→ **Exercise directions**
In the records below, locate the line containing "async fn main()", then output that line and all later lines exactly, through the last one.

Saved data entries:
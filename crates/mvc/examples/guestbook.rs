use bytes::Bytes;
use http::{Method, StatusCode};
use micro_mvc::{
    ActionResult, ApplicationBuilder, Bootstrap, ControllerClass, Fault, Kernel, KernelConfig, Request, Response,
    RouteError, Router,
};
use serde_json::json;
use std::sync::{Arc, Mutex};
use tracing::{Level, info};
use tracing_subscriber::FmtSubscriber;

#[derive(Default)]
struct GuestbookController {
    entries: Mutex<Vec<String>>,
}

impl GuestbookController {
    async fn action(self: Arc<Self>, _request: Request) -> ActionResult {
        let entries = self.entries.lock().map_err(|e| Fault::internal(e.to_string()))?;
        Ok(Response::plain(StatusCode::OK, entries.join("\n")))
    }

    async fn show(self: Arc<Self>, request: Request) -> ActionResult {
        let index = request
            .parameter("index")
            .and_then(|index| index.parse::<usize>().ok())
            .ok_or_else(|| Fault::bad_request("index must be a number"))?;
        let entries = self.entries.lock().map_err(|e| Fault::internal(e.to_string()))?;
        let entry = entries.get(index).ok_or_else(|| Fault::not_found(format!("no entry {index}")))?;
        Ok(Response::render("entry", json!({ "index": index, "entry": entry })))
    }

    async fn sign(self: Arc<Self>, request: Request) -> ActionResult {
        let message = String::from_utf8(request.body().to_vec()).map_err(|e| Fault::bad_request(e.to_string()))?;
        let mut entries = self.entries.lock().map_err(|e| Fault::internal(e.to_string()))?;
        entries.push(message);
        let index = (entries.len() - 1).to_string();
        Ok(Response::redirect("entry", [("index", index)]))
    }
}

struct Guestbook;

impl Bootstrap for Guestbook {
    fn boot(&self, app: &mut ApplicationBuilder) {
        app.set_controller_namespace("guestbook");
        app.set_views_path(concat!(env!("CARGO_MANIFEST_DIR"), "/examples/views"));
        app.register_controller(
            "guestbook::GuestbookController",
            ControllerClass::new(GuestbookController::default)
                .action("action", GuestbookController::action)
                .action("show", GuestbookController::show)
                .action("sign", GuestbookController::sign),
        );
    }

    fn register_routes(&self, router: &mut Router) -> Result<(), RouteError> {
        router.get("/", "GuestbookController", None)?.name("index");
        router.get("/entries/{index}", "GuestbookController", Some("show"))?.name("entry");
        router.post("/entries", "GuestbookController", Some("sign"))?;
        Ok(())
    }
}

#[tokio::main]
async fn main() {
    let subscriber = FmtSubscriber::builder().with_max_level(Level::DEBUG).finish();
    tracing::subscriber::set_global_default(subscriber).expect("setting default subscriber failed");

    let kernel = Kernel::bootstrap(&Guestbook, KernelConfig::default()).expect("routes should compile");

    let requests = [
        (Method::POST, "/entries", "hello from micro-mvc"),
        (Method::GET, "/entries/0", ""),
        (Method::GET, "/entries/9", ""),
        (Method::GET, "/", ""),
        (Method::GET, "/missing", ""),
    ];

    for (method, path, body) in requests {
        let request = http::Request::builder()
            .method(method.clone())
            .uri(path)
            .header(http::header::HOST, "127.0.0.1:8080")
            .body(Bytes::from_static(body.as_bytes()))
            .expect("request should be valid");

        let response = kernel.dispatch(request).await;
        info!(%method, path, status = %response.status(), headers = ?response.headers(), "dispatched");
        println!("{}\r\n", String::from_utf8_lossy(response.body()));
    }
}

→ **Reply to the exercise**
async fn main() {
    let subscriber = FmtSubscriber::builder().with_max_level(Level::DEBUG).finish();
    tracing::subscriber::set_global_default(subscriber).expect("setting default subscriber failed");

    let kernel = Kernel::bootstrap(&Guestbook, KernelConfig::default()).expect("routes should compile");

    let requests = [
        (Method::POST, "/entries", "hello from micro-mvc"),
        (Method::GET, "/entries/0", ""),
        (Method::GET, "/entries/9", ""),
        (Method::GET, "/", ""),
        (Method::GET, "/missing", ""),
    ];

    for (method, path, body) in requests {
        let request = http::Request::builder()
            .method(method.clone())
            .uri(path)
            .header(http::header::HOST, "127.0.0.1:8080")
            .body(Bytes::from_static(body.as_bytes()))
            .expect("request should be valid");

        let response = kernel.dispatch(request).await;
        info!(%method, path, status = %response.status(), headers = ?response.headers(), "dispatched");
        println!("{}\r\n", String::from_utf8_lossy(response.body()));
    }
}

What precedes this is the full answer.